Item
1.01 Entry into a Material Definitive Agreement.
On
February 11, 2021, Hancock Jaffe Laboratories, Inc., a Delaware corporation (the “Company”), closed a firm commitment
public offering of its securities for gross proceeds of approximately $41.4 million, including the exercise in full and closing
of the over-allotment option granted to the underwriters in the offering (the “Offering”). The Offering was completed
pursuant to an Underwriting Agreement (the “Underwriting Agreement”) with Ladenburg Thalmann & Co.

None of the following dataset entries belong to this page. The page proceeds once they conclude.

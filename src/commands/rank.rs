use clap::Parser;
use gallery_rank::Result;
use gallery_rank::catalog::store::{load_json, save_json};
use gallery_rank::ranking::{RankingConfig, rank_catalog};
use std::path::PathBuf;

#[derive(Parser, Debug)]
pub struct RankArgs {
    /// Input compiled catalog path
    #[arg(long = "in", value_name = "PATH", default_value = "compiled/components.json")]
    pub input: PathBuf,

    /// Output path [default: overwrite the input]
    #[arg(long, value_name = "PATH")]
    pub out: Option<PathBuf>,

    /// Ranking config file
    #[arg(long, value_name = "PATH", default_value = "ranking_config.json")]
    pub config: PathBuf,

    /// Only process the first N components
    #[arg(long, value_name = "COUNT")]
    pub limit: Option<usize>,
}

pub fn rank(args: &RankArgs) -> Result<()> {
    let out = args.out.as_ref().unwrap_or(&args.input);

    let cfg = RankingConfig::load(&args.config)?;
    let mut doc = load_json(&args.input)?;
    let processed = rank_catalog(&mut doc, &cfg, args.limit)?;

    save_json(out, &doc)?;
    println!("Wrote rankings for {processed} component(s) to {}.", out.display());
    Ok(())
}
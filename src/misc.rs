//! Small shared helpers for timestamps.

use chrono::{DateTime, NaiveDateTime, SecondsFormat, Utc};

/// UTC now in ISO-8601 with a `Z` suffix (e.g. `2025-12-19T00:00:00Z`).
#[must_use]
pub fn utc_now_iso() -> String {
    Utc::now().to_rfc3339_opts(SecondsFormat::Secs, true)
}

/// Parse the subset of ISO-8601/RFC-3339 timestamps used by GitHub and PyPI.
///
/// Accepts `2025-11-30T12:33:58Z`, `2025-11-23T22:30:23.036058Z`, and
/// `2025-11-23T22:30:23+00:00`. Offset-less timestamps (PyPI's legacy
/// `upload_time` field, e.g. `2023-06-01T00:00:00`) are assumed UTC.
/// Returns UTC-normalized datetimes.
#[must_use]
pub fn parse_iso8601(value: Option<&str>) -> Option<DateTime<Utc>> {
    let s = value?.trim();
    if s.is_empty() {
        return None;
    }

    if let Ok(dt) = DateTime::parse_from_rfc3339(s) {
        return Some(dt.with_timezone(&Utc));
    }
    NaiveDateTime::parse_from_str(s, "%Y-%m-%dT%H:%M:%S%.f").ok().map(|dt| dt.and_utc())
}

/// Walk a nested JSON object by field names, returning the value at the end of the path.
#[must_use]
pub fn get_nested<'a>(obj: &'a serde_json::Value, path: &[&str]) -> Option<&'a serde_json::Value> {
    let mut cur = obj;
    for p in path {
        cur = cur.as_object()?.get(*p)?;
    }
    Some(cur)
}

Inc., as representative
of the several underwriters named therein (the “Underwriters”), dated February 9, 2021. In accordance with the terms
of the Underwriting Agreement, the Underwriters purchased an aggregate of 5,914,284 units (the “Units”), consisting
of (i) 5,914,284 shares of common stock (including 771,428 shares of common stock issued upon exercise of the Underwriters over-allotment
option, the “Shares”) and (ii) warrants to purchase up to 2,957,142 shares of common stock (including warrants to
purchase 385,714 shares of common stock issued upon exercise of the Underwriters over-allotment option the “Warrants”),
at a public offering price of $7.00 per Unit.
The
Warrants have an initial exercise price of $7.00 per share, subject to customary adjustments, and will expire five years from
the date of issuance. The Warrants are exercisable immediately following closing. In connection with the issuance of the Warrants,
the Company entered into a Warrant Agent Agreement (the “Warrant Agent Agreement”), with VStock Transfer, LLC, as
warrant agent.
The
Underwriting Agreement contains customary representations, warranties, covenants, agreements, and indemnification, including for
liabilities under the Securities Act of 1933, as amended. In addition, pursuant to the terms of the Underwriting Agreement, the
Company’s officers and directors agreed with the Underwriters to be subject to a lock-up period of 90 days and the Company
also agreed to similar lock-up restrictions on the issuance and sale of Company securities for 90 days following the closing date
of the Offering, in each case subject to customary exclusions.
The
total discounts and expenses of the Offering are estimated to be approximately $3.3 million. The Company intends to use the net
proceeds from the Offering for the continued development of its two lead products, VenoValve and the CoreoGraft, and for general
corporate purposes, including working capital and investing in or acquiring companies that are synergistic with or complementary
to the Company’s technologies.
The
foregoing summaries of the Underwriting Agreement, the Warrants and the Warrant Agent Agreement do not purport to be complete
and are qualified in their entirety by reference to the form of Underwriting Agreement attached to the Registration Statement
as Exhibit 1.1 and the form of Warrant and Warrant Agent Agreement attached to the Registration Statement as Exhibit 4.20.
The
Offering of the Units was pursuant to a registration statement on Form S-1, as amended (File No. 333- 251528), which was declared
effective by the United States Securities and Exchange Commission (“SEC”) on February 8, 2021 and a registration statement
on Form S-1 (File No. 333-252874) filed pursuant to Rule 462(b) of the Securities Act of 1933, as amended, which became effective
on February 8, 2021. The final prospectus relating to the Offering has been filed with the SEC.